Thursday, December 19, 2019

Correspondent Lara Logan Files Defamation Suit


Former “60 Minutes” correspondent Lara Logan is seeking $25 million in a defamation suit filed against writer Joe Hagan and New York Media for a piece published five years ago entitled “Benghazi and the Bombshell.”

According to The NY Post, The New York magazine story stemmed from a “60 Minutes” broadcast on October 27, 2013, about an attack on a US government diplomatic compound in 2012 in Libya, which killed US Ambassador Christopher Stevens and three other Americans. The piece by Logan was ultimately retracted when it turned out one of the on-the-record subjects, a British security contract named Dylan Davies, had lied about his actions that night.

Seven months after the “60 Minutes” piece aired, Hagan published a story Logan’s suit now claims contained “false and defamatory statements” that “caused substantial harm to Logan’s personal and professional reputations.”

Lara Logan
Logan said she apologized for her “mistake” regarding Davies on “CBS This Morning” in November 2013, but that key parts of the story held up. She claims the decision by “60 Minutes” to pull the story “was motivated by politics.”

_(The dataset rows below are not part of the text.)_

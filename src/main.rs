//! Headless Merge Town session driven by a scripted player.
//!
//! Usage: merge-town-sim [levels-to-play]

use anyhow::{Context, Result};
use bevy::app::ScheduleRunnerPlugin;
use bevy::prelude::*;
use std::path::Path;
use std::time::Duration;

use merge_core::logging::init_tracing;
use merge_core::plugin::{GameCommandEvent, GameResource, GameSignalEvent};
use merge_core::{GameConfig, GameSignal, LevelCatalog, MergeCorePlugin};

const GAME_CONFIG_PATH: &str = "config/game.ron";
const LEVELS_PATH: &str = "config/levels.ron";

/// Scripted player state
#[derive(Resource)]
struct Bot {
    pick_timer: Timer,
    completed: u32,
    target_levels: u32,
}

fn main() -> Result<()> {
    let target_levels = match std::env::args().nth(1) {
        Some(arg) => arg
            .parse::<u32>()
            .with_context(|| format!("invalid level count: {arg}"))?,
        None => 3,
    };

    let config = if Path::new(GAME_CONFIG_PATH).exists() {
        GameConfig::load(GAME_CONFIG_PATH).context("loading game config")?
    } else {
        GameConfig::default()
    };
    init_tracing(&config.logging);

    let (catalog, catalog_path) = if Path::new(LEVELS_PATH).exists() {
        let catalog = LevelCatalog::load(LEVELS_PATH).context("loading level catalog")?;
        (catalog, Some(LEVELS_PATH.into()))
    } else {
        (LevelCatalog::sample(), None)
    };
    config.validate().context("validating game config")?;
    catalog.validate().context("validating level catalog")?;
    info!(
        "Starting session: {} levels in catalog, playing {}",
        catalog.level_count(),
        target_levels
    );

    let exit = App::new()
        .add_plugins(MinimalPlugins.set(ScheduleRunnerPlugin::run_loop(
            Duration::from_secs_f64(1.0 / 60.0),
        )))
        .add_plugins(MergeCorePlugin {
            config,
            catalog,
            catalog_path,
        })
        .insert_resource(Bot {
            pick_timer: Timer::from_seconds(0.3, TimerMode::Repeating),
            completed: 0,
            target_levels,
        })
        .add_systems(Update, (react_to_signals, pick_needed_buildings))
        .run();

    info!("Session finished: {:?}", exit);
    Ok(())
}

fn react_to_signals(
    mut signals: EventReader<GameSignalEvent>,
    mut commands: EventWriter<GameCommandEvent>,
    mut exit: EventWriter<AppExit>,
    mut bot: ResMut<Bot>,
) {
    for GameSignalEvent(signal) in signals.read() {
        match signal {
            GameSignal::LevelCompleted => {
                bot.completed += 1;
                info!("Bot cleared {} of {} levels", bot.completed, bot.target_levels);
                if bot.completed >= bot.target_levels {
                    exit.send(AppExit::Success);
                } else {
                    commands.send(GameCommandEvent::NextLevel);
                }
            }
            GameSignal::GameOver => {
                warn!("Bot lost after clearing {} levels", bot.completed);
                exit.send(AppExit::error());
            }
            GameSignal::LevelLoaded | GameSignal::CollectableDestroyed => {}
        }
    }
}

/// Pick one building of the first unfinished goal type per timer tick,
/// as long as that type still fits in the bar
fn pick_needed_buildings(
    time: Res<Time>,
    game: Option<Res<GameResource>>,
    mut bot: ResMut<Bot>,
    mut commands: EventWriter<GameCommandEvent>,
) {
    if !bot.pick_timer.tick(time.delta()).just_finished() {
        return;
    }
    // the plugin logged why it is disabled
    let Some(game) = game else {
        return;
    };
    let game = &game.0;
    if !game.tracker().is_playing() || game.generator().is_running() {
        return;
    }

    let bar = game.bar();
    let Some(goal) = game
        .tracker()
        .goal_progress()
        .into_iter()
        .find(|g| g.remaining as usize > bar.count_of(g.building_type))
    else {
        return;
    };
    if bar.first_empty().is_none() {
        return;
    }

    if let Some(target) = game
        .host()
        .buildings()
        .find(|b| b.building_type == goal.building_type)
    {
        commands.send(GameCommandEvent::Pick(target.position));
    };
}
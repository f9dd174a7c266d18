//! List, read and create against a loaded document.

use crate::config::{record_id, Collection, Document, Record};
use crate::error::AppError;
use crate::service::embed;
use crate::service::filter::{filter_records, parse_int, ListQuery};
use crate::store::LoadedDocument;
use serde_json::{Map, Value};

pub struct CrudService;

fn collection<'d>(document: &'d Document, route: &str) -> Result<&'d Collection, AppError> {
    document
        .collection(route)
        .ok_or_else(|| AppError::RouteNotFound(route.to_string()))
}

impl CrudService {
    /// Embedding replaces filtering when `_embed` names a known relation.
    /// Otherwise filters apply and an empty result is `NoResults`.
    pub fn list(document: &Document, route: &str, query: &ListQuery) -> Result<Vec<Record>, AppError> {
        let collection = collection(document, route)?;

        if let Some(spec) = embed::resolve(query.embed.as_deref()) {
            return Ok(spec.decorate_all(&collection.data, document));
        }

        let rows = filter_records(&collection.data, query);
        if rows.is_empty() {
            return Err(AppError::NoResults);
        }
        Ok(rows.into_iter().cloned().collect())
    }

    pub fn read(
        document: &Document,
        route: &str,
        id_str: &str,
        embed: Option<&str>,
    ) -> Result<Record, AppError> {
        let collection = collection(document, route)?;
        let not_found = || AppError::ItemNotFound {
            route: route.to_string(),
            id: id_str.to_string(),
        };
        let id = parse_int(id_str).ok_or_else(not_found)?;
        let record = collection
            .data
            .iter()
            .find(|r| record_id(r).is_some_and(|rid| rid as f64 == id))
            .ok_or_else(not_found)?;

        Ok(match embed::resolve(embed) {
            Some(spec) => spec.decorate(record, document),
            None => record.clone(),
        })
    }

    /// Check required properties, assign the next id and append. Nothing changes on error.
    pub fn insert(document: &mut Document, route: &str, body: Map<String, Value>) -> Result<Record, AppError> {
        let collection = document
            .collection_mut(route)
            .ok_or_else(|| AppError::RouteNotFound(route.to_string()))?;

        if let Some(missing) = collection.properties.iter().find(|p| !body.contains_key(p.as_str())) {
            return Err(AppError::MissingProperty(missing.clone()));
        }

        let id = collection
            .next_id()
            .ok_or_else(|| AppError::IdsExhausted(route.to_string()))?;
        let mut record = Record::new();
        record.insert("id".into(), Value::from(id));
        record.extend(body.into_iter().filter(|(k, _)| k != "id"));
        collection.data.push(record.clone());
        Ok(record)
    }

    /// Insert then persist. A failed write removes the appended record again.
    pub async fn create(
        loaded: &mut LoadedDocument<'_>,
        route: &str,
        body: Map<String, Value>,
    ) -> Result<Record, AppError> {
        let record = Self::insert(loaded.document_mut(), route, body)?;
        if let Err(e) = loaded.save().await {
            if let Some(collection) = loaded.document_mut().collection_mut(route) {
                collection.data.pop();
            }
            return Err(e.into());
        }
        tracing::info!(route = %route, id = ?record_id(&record), "created record");
        Ok(record)
    }
}
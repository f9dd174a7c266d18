//! Collection routes. Path extractors receive the route segment and id; handlers resolve the collection.

use crate::handlers::collection::{create, list, read};
use crate::state::AppState;
use axum::{routing::get, Router};

pub fn collection_routes(state: AppState) -> Router {
    Router::new()
        .route("/:route", get(list).post(create))
        .route("/:route/:id", get(read))
        .with_state(state)
}
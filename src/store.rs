//! Document store: owns the last-loaded document and the data file path.
//!
//! Every request reloads the file under the store's lock, so a create computes
//! its id and writes back without another request interleaving.

use crate::config::{read_document, write_document, Document};
use crate::error::ConfigError;
use std::path::{Path, PathBuf};
use tokio::sync::{MappedMutexGuard, Mutex, MutexGuard};

pub struct DocumentStore {
    path: PathBuf,
    current: Mutex<Option<Document>>,
}

/// Exclusive access to a freshly loaded document for the length of one request.
pub struct LoadedDocument<'a> {
    path: &'a Path,
    guard: MappedMutexGuard<'a, Document>,
}

/// Outcome of the final flush on shutdown.
#[derive(Debug, PartialEq, Eq)]
pub enum FlushOutcome {
    /// Nothing was ever loaded, so nothing was written.
    NothingLoaded,
    Saved,
}

impl DocumentStore {
    pub fn new(path: impl Into<PathBuf>) -> Self {
        Self {
            path: path.into(),
            current: Mutex::new(None),
        }
    }

    pub fn path(&self) -> &Path {
        &self.path
    }

    /// Re-read the data file and replace the in-memory document.
    /// On failure the previous snapshot is kept.
    pub async fn load(&self) -> Result<LoadedDocument<'_>, ConfigError> {
        let guard = self.current.lock().await;
        let document = read_document(&self.path).await?;
        let guard = MutexGuard::map(guard, |slot| slot.insert(document));
        Ok(LoadedDocument {
            path: &self.path,
            guard,
        })
    }

    /// Copy of the last-loaded document, if any.
    pub async fn snapshot(&self) -> Option<Document> {
        self.current.lock().await.clone()
    }

    /// Write the last-loaded document back to disk, if one was ever loaded.
    pub async fn flush(&self) -> Result<FlushOutcome, ConfigError> {
        let guard = self.current.lock().await;
        match guard.as_ref() {
            None => Ok(FlushOutcome::NothingLoaded),
            Some(document) => {
                write_document(&self.path, document).await?;
                Ok(FlushOutcome::Saved)
            }
        }
    }
}

impl LoadedDocument<'_> {
    pub fn document(&self) -> &Document {
        &self.guard
    }

    pub fn document_mut(&mut self) -> &mut Document {
        &mut self.guard
    }

    /// Persist the document while still holding the lock.
    pub async fn save(&self) -> Result<(), ConfigError> {
        write_document(self.path, self.document()).await
    }
}
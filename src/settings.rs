//! Command-line and environment settings, read once at startup.

use clap::Parser;
use std::path::PathBuf;

#[derive(Parser, Debug, Clone)]
#[command(name = "json-mock-api", version, about = "Mock REST API backed by a single JSON file")]
pub struct Settings {
    /// Data file holding the collections; loaded on every request, saved after writes.
    #[arg(short, long, default_value = "data.json")]
    pub config: PathBuf,

    #[arg(short, long, env = "PORT", default_value_t = 3000)]
    pub port: u16,

    /// Address or host name to bind.
    #[arg(long, env = "HOST", default_value = "0.0.0.0")]
    pub host: String,
}

impl Settings {
    pub fn addr(&self) -> (&str, u16) {
        (self.host.as_str(), self.port)
    }
}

Despite the fallout from the retracted story, Logan says she was slowly making her way back into the good graces of “60 Minutes” — until Hagan’s article hit in May 2014.

“The plan for Logan’s return to ‘60 Minutes’ was entirely and completely derailed after publication of the Hagan Hit Piece,” the suit claims. Among the false statements, she says, was a gang rape she suffered in Egypt while on assignment, which Hagan characterized as a “groping.”

Logan’s salary suffered as a result, said the lawsuit. At the time the story hit, she was getting paid $2.15 million, up from $1.9 million in 2012-2013, the lawsuit said.

Under a new contract she signed in August 2015, she was paid only $750,000 to produce up to six original segments as a part-time correspondent in a deal that was to last three years.